____ DATA EXTRACTS
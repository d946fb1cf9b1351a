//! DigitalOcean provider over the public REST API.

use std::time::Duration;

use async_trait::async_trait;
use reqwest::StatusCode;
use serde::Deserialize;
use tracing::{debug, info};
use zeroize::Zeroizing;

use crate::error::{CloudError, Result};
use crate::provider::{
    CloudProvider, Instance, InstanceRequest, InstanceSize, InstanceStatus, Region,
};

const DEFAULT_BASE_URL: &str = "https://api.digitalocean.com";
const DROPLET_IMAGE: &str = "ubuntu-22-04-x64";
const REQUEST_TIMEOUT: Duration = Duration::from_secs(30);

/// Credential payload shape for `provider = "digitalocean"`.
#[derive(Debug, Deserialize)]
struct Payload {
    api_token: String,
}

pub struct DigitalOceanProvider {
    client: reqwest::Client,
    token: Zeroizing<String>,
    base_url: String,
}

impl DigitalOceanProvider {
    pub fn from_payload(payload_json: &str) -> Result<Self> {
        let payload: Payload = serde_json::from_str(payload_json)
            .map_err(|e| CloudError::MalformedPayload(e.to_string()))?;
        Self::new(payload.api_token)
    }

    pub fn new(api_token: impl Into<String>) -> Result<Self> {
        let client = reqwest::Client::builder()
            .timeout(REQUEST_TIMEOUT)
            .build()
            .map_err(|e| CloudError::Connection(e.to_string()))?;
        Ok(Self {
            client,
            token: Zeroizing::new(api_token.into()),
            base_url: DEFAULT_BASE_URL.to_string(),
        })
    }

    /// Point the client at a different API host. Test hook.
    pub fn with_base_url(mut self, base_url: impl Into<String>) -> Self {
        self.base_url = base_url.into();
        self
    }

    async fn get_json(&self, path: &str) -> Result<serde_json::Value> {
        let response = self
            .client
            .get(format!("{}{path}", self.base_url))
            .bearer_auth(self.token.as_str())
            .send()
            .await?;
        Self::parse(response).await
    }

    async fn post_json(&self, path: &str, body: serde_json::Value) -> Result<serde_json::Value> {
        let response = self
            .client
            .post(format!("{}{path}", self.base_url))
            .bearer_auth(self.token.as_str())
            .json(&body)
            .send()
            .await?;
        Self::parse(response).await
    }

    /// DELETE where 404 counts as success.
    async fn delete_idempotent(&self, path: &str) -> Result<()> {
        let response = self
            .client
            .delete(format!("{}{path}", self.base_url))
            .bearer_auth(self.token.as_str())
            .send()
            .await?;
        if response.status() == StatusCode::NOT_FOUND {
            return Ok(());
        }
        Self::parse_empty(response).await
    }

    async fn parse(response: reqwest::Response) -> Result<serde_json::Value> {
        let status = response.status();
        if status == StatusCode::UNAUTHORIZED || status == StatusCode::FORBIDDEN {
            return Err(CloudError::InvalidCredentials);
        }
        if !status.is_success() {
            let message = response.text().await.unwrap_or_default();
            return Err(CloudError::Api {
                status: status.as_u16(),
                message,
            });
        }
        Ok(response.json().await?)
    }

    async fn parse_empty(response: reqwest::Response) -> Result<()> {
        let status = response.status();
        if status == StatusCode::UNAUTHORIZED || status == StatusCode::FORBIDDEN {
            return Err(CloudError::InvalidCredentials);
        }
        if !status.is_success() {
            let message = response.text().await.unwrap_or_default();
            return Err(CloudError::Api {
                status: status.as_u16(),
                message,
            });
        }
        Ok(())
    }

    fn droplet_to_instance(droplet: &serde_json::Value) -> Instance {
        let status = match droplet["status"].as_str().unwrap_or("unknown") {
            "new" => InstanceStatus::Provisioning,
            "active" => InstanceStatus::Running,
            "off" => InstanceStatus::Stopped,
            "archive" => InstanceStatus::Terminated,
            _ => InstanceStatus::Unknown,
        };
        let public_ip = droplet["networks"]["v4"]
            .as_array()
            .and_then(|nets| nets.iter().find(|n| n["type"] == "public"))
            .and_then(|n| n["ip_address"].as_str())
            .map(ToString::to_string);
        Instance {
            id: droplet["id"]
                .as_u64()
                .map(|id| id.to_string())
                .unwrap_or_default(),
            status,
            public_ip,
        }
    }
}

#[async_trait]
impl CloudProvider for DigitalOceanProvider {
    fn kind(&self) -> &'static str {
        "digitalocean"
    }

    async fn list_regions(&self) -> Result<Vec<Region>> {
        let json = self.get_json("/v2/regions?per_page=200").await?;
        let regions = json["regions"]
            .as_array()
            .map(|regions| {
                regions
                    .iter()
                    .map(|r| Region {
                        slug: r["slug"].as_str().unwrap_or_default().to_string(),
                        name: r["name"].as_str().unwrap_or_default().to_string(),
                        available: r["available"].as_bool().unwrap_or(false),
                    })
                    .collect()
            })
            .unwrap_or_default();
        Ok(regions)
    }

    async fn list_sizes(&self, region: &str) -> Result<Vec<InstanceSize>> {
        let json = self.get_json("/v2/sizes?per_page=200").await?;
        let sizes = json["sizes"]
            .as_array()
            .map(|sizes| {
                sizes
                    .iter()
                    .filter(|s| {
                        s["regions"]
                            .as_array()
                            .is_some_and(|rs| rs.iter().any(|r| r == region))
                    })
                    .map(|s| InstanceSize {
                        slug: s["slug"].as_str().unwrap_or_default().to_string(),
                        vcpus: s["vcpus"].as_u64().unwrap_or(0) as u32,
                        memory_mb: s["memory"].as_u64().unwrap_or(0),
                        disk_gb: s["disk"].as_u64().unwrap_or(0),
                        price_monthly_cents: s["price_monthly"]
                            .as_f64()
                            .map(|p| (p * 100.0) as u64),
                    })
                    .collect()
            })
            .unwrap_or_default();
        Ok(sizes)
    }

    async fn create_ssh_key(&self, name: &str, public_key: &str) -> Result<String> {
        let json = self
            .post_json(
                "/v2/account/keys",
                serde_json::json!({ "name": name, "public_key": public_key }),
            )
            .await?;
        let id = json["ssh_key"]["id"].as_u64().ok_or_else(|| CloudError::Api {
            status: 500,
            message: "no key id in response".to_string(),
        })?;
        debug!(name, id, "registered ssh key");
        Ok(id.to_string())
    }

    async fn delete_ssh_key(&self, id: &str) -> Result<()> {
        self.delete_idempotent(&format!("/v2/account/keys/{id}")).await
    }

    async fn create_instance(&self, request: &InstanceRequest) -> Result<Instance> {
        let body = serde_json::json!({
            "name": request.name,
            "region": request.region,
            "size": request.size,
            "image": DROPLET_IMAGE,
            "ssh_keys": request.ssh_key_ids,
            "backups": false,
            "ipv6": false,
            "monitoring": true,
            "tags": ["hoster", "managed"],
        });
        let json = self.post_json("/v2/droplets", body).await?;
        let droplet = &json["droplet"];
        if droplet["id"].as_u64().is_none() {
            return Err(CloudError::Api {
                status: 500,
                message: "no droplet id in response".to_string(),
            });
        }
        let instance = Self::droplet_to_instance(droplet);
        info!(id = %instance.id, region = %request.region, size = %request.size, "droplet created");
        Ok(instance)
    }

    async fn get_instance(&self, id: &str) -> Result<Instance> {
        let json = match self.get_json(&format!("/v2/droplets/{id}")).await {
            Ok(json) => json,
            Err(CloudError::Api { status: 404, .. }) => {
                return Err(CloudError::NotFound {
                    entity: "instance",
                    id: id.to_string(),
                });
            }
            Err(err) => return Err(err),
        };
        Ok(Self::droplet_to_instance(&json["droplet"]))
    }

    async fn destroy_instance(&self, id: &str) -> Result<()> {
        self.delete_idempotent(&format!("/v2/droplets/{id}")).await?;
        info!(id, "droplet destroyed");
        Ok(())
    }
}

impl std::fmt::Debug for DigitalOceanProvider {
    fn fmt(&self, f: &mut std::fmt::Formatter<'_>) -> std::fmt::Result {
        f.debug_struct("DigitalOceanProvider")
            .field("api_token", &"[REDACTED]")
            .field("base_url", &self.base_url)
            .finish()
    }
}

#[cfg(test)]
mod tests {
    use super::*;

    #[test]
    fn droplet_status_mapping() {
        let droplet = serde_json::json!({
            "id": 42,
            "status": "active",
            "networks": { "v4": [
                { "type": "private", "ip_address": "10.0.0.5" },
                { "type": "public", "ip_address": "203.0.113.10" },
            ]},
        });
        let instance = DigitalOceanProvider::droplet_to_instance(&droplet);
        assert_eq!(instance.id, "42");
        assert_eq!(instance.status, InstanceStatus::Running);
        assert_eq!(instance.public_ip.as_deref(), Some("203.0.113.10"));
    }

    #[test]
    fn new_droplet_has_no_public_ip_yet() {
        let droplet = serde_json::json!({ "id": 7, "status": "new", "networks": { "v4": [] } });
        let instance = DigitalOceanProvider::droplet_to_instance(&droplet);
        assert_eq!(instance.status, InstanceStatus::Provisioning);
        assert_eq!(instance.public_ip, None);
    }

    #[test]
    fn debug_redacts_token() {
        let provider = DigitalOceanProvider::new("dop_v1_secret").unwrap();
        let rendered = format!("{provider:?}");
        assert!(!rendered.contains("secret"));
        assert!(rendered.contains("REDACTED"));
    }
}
________
▶ [PROBLEM TO SOLVE] Output only the lines from the top of the entries through the one holding "const REQUEST_TIMEOUT: Duration", copied exactly.

▶ [TASK OUTPUT]
repository d946fb1cf9b1351a
//! DigitalOcean provider over the public REST API.

use std::time::Duration;

use async_trait::async_trait;
use reqwest::StatusCode;
use serde::Deserialize;
use tracing::{debug, info};
use zeroize::Zeroizing;

use crate::error::{CloudError, Result};
use crate::provider::{
    CloudProvider, Instance, InstanceRequest, InstanceSize, InstanceStatus, Region,
};

const DEFAULT_BASE_URL: &str = "https://api.digitalocean.com";
const DROPLET_IMAGE: &str = "ubuntu-22-04-x64";
const REQUEST_TIMEOUT: Duration = Duration::from_secs(30);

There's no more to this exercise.